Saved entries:
···

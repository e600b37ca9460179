use super::opt_text;
use crate::domain::a006_agri_sales_order::api;
use crate::layout::toast_service::use_toast;
use crate::shared::components::Modal;
use contracts::domain::a006_agri_sales_order::validation::validate_dispatch;
use contracts::domain::a006_agri_sales_order::{AgriSalesOrder, DispatchMode, DispatchRequest};
use leptos::prelude::*;
use leptos::task::spawn_local;
use std::sync::Arc;
use thaw::*;

const MODE_VEHICLE: &str = "VEHICLE";
const MODE_COURIER: &str = "COURIER";

/// Dispatch one or more accepted orders together
#[component]
pub fn DispatchModal(
    open: RwSignal<bool>,
    orders: Vec<AgriSalesOrder>,
    on_done: Callback<()>,
) -> impl IntoView {
    let toast = use_toast();
    let order_ids = StoredValue::new(orders.iter().map(|o| o.id.clone()).collect::<Vec<_>>());
    let summary = orders
        .iter()
        .map(|o| o.order_number.clone())
        .collect::<Vec<_>>()
        .join(", ");

    let mode = RwSignal::new(MODE_VEHICLE.to_string());
    let vehicle_number = RwSignal::new(String::new());
    let driver_name = RwSignal::new(String::new());
    let driver_mobile = RwSignal::new(String::new());
    let courier_name = RwSignal::new(String::new());
    let tracking_id = RwSignal::new(String::new());
    let courier_contact = RwSignal::new(String::new());
    let notes = RwSignal::new(String::new());
    let (submitting, set_submitting) = signal(false);
    let (error, set_error) = signal::<Option<String>>(None);

    let is_vehicle = move || mode.get() != MODE_COURIER;

    let submit = move || {
        let dispatch_mode = if mode.get_untracked() == MODE_COURIER {
            DispatchMode::Courier
        } else {
            DispatchMode::Vehicle
        };
        let mut req = DispatchRequest::new(order_ids.get_value(), dispatch_mode);
        req.vehicle_number = opt_text(vehicle_number.get_untracked());
        req.driver_name = opt_text(driver_name.get_untracked());
        req.driver_mobile = opt_text(driver_mobile.get_untracked());
        req.courier_name = opt_text(courier_name.get_untracked());
        req.courier_tracking_id = opt_text(tracking_id.get_untracked());
        req.courier_contact = opt_text(courier_contact.get_untracked());
        req.dispatch_notes = opt_text(notes.get_untracked());
        let req = req.scrubbed();

        if let Err(e) = validate_dispatch(&req) {
            set_error.set(Some(e.to_string()));
            return;
        }
        set_error.set(None);
        set_submitting.set(true);
        spawn_local(async move {
            match api::dispatch_orders(&req).await {
                Ok(()) => {
                    toast.success(format!("{} order(s) dispatched", req.order_ids.len()));
                    open.set(false);
                    on_done.run(());
                }
                Err(e) => set_error.set(Some(e.message_or("Could not dispatch the orders"))),
            }
            set_submitting.set(false);
        });
    };

    view! {
        <Modal
            open=open
            title="Dispatch orders".to_string()
            actions=Arc::new(move || {
                view! {
                    <Button appearance=ButtonAppearance::Secondary on_click=move |_| open.set(false)>
                        "Cancel"
                    </Button>
                    <Button
                        appearance=ButtonAppearance::Primary
                        on_click=move |_| submit()
                        disabled=move || submitting.get()
                    >
                        {move || if submitting.get() { "Dispatching..." } else { "Dispatch" }}
                    </Button>
                }
                .into_any()
            })
        >
            <div class="form">
                <div class="form__hint">{summary}</div>
                <div class="form__row">
                    <Label>"Dispatch mode"</Label>
                    <Select value=mode>
                        <option value=MODE_VEHICLE>{DispatchMode::Vehicle.display_name()}</option>
                        <option value=MODE_COURIER>{DispatchMode::Courier.display_name()}</option>
                    </Select>
                </div>
                <Show
                    when=is_vehicle
                    fallback=move || {
                        view! {
                            <div class="form__row">
                                <Label>"Courier name"</Label>
                                <Input value=courier_name />
                            </div>
                            <div class="form__row">
                                <Label>"Tracking id"</Label>
                                <Input value=tracking_id />
                            </div>
                            <div class="form__row">
                                <Label>"Courier contact"</Label>
                                <Input value=courier_contact input_type=InputType::Tel placeholder="Optional" />
                            </div>
                        }
                    }
                >
                    <div class="form__row">
                        <Label>"Vehicle number"</Label>
                        <Input value=vehicle_number placeholder="MH 11 AB 1234" />
                    </div>
                    <div class="form__row">
                        <Label>"Driver name"</Label>
                        <Input value=driver_name />
                    </div>
                    <div class="form__row">
                        <Label>"Driver mobile"</Label>
                        <Input value=driver_mobile input_type=InputType::Tel />
                    </div>
                </Show>
                <div class="form__row">
                    <Label>"Notes"</Label>
                    <Textarea value=notes placeholder="Optional" />
                </div>
                {move || error.get().map(|e| view! { <div class="field-error">{e}</div> })}
            </div>
        </Modal>
    }
}
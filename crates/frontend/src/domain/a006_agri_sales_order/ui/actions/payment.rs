use super::{opt_text, parse_amount};
use crate::domain::a006_agri_sales_order::api;
use crate::layout::toast_service::use_toast;
use crate::shared::components::Modal;
use crate::shared::date_utils::{iso_date, today};
use crate::shared::network::upload_image;
use crate::shared::number_format::format_rupees;
use contracts::domain::a006_agri_sales_order::validation::{payment_can_submit, validate_payment};
use contracts::domain::a006_agri_sales_order::{AgriSalesOrder, PaymentMode, PaymentRequest};
use leptos::prelude::*;
use leptos::task::spawn_local;
use std::sync::Arc;
use thaw::*;
use web_sys::HtmlInputElement;

/// Record a payment against one order. Receipt photos are uploaded first
/// and referenced by URL.
#[component]
pub fn PaymentModal(open: RwSignal<bool>, order: AgriSalesOrder, on_done: Callback<()>) -> impl IntoView {
    let toast = use_toast();
    let balance = order.outstanding();
    let order_id = StoredValue::new(order.id.clone());

    let amount = RwSignal::new(if balance > 0.0 {
        format!("{:.2}", balance)
    } else {
        String::new()
    });
    let mode = RwSignal::new(String::new());
    let payment_date = RwSignal::new(iso_date(today()));
    let reference = RwSignal::new(String::new());
    let notes = RwSignal::new(String::new());
    let photos = RwSignal::new(Vec::<String>::new());
    let (uploading, set_uploading) = signal(false);
    let (submitting, set_submitting) = signal(false);
    let (error, set_error) = signal::<Option<String>>(None);

    let selected_mode = move || PaymentMode::from_code(&mode.get());
    let can_submit = move || {
        payment_can_submit(selected_mode(), parse_amount(&amount.get()), photos.with(Vec::len))
            && !uploading.get()
            && !submitting.get()
    };

    let on_files = move |ev: leptos::ev::Event| {
        let input = event_target::<HtmlInputElement>(&ev);
        let Some(files) = input.files() else {
            return;
        };
        let picked: Vec<_> = (0..files.length()).filter_map(|i| files.get(i)).collect();
        input.set_value("");
        if picked.is_empty() {
            return;
        }
        set_uploading.set(true);
        spawn_local(async move {
            for file in picked {
                match upload_image(&file).await {
                    Ok(url) => photos.update(|p| p.push(url)),
                    Err(e) => {
                        log::warn!("receipt upload failed: {}", e);
                        toast.error(e.message_or("Could not upload the receipt photo"));
                    }
                }
            }
            set_uploading.set(false);
        });
    };

    let submit = move || {
        let Some(mode_of_payment) = PaymentMode::from_code(&mode.get_untracked()) else {
            set_error.set(Some("Select a mode of payment".to_string()));
            return;
        };
        let req = PaymentRequest {
            amount: parse_amount(&amount.get_untracked()),
            mode_of_payment,
            payment_date: payment_date.get_untracked(),
            reference_number: opt_text(reference.get_untracked()),
            receipt_photos: photos.get_untracked(),
            notes: opt_text(notes.get_untracked()),
        };
        if let Err(e) = validate_payment(&req, balance) {
            set_error.set(Some(e.to_string()));
            return;
        }
        set_error.set(None);
        set_submitting.set(true);
        let id = order_id.get_value();
        spawn_local(async move {
            match api::add_payment(&id, &req).await {
                Ok(()) => {
                    toast.success(format!("Payment of {} recorded", format_rupees(req.amount)));
                    open.set(false);
                    on_done.run(());
                }
                Err(e) => set_error.set(Some(e.message_or("Could not record the payment"))),
            }
            set_submitting.set(false);
        });
    };

    view! {
        <Modal
            open=open
            title=format!("Payment for {}", order.order_number)
            actions=Arc::new(move || {
                view! {
                    <Button appearance=ButtonAppearance::Secondary on_click=move |_| open.set(false)>
                        "Cancel"
                    </Button>
                    <Button
                        appearance=ButtonAppearance::Primary
                        on_click=move |_| submit()
                        disabled=move || !can_submit()
                    >
                        {move || if submitting.get() { "Saving..." } else { "Record payment" }}
                    </Button>
                }
                .into_any()
            })
        >
            <div class="form">
                <div class="form__hint">
                    {format!(
                        "Total {} · Outstanding {}",
                        format_rupees(order.total_amount),
                        format_rupees(balance),
                    )}
                </div>
                <div class="form__row">
                    <Label>"Amount"</Label>
                    <Input value=amount input_type=InputType::Number />
                </div>
                <div class="form__row">
                    <Label>"Mode of payment"</Label>
                    <Select value=mode>
                        <option value="">"Select mode"</option>
                        {PaymentMode::all()
                            .into_iter()
                            .map(|m| view! { <option value=m.code()>{m.display_name()}</option> })
                            .collect_view()}
                    </Select>
                </div>
                <div class="form__row">
                    <Label>"Payment date"</Label>
                    <input
                        type="date"
                        class="form__input"
                        prop:value=move || payment_date.get()
                        on:change=move |ev| payment_date.set(event_target_value(&ev))
                    />
                </div>
                <div class="form__row">
                    <Label>"Reference number"</Label>
                    <Input value=reference placeholder="UTR / cheque number" />
                </div>
                <div class="form__row">
                    <Label>
                        {move || {
                            if selected_mode().is_some_and(|m| m.requires_receipt()) {
                                "Receipt photos (required)"
                            } else {
                                "Receipt photos"
                            }
                        }}
                    </Label>
                    <input
                        type="file"
                        accept="image/*"
                        multiple=true
                        prop:disabled=move || uploading.get()
                        on:change=on_files
                    />
                    <Show when=move || uploading.get()>
                        <Spinner />
                    </Show>
                    <div class="receipt-thumbs">
                        {move || {
                            photos
                                .get()
                                .into_iter()
                                .enumerate()
                                .map(|(i, url)| {
                                    view! {
                                        <span class="receipt-thumb">
                                            <img src=url alt="receipt" />
                                            <button
                                                class="chip__remove"
                                                on:click=move |_| photos.update(|p| {
                                                    if i < p.len() {
                                                        p.remove(i);
                                                    }
                                                })
                                            >
                                                "×"
                                            </button>
                                        </span>
                                    }
                                })
                                .collect_view()
                        }}
                    </div>
                </div>
                <div class="form__row">
                    <Label>"Notes"</Label>
                    <Textarea value=notes placeholder="Optional" />
                </div>
                {move || error.get().map(|e| view! { <div class="field-error">{e}</div> })}
            </div>
        </Modal>
    }
}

···

Task prompt
Each line of the records that holds the word "shared" should be copied out.

Response box
use crate::shared::components::Modal;
use crate::shared::components::Modal;
use crate::shared::date_utils::{iso_date, today};
use crate::shared::network::upload_image;
use crate::shared::number_format::format_rupees;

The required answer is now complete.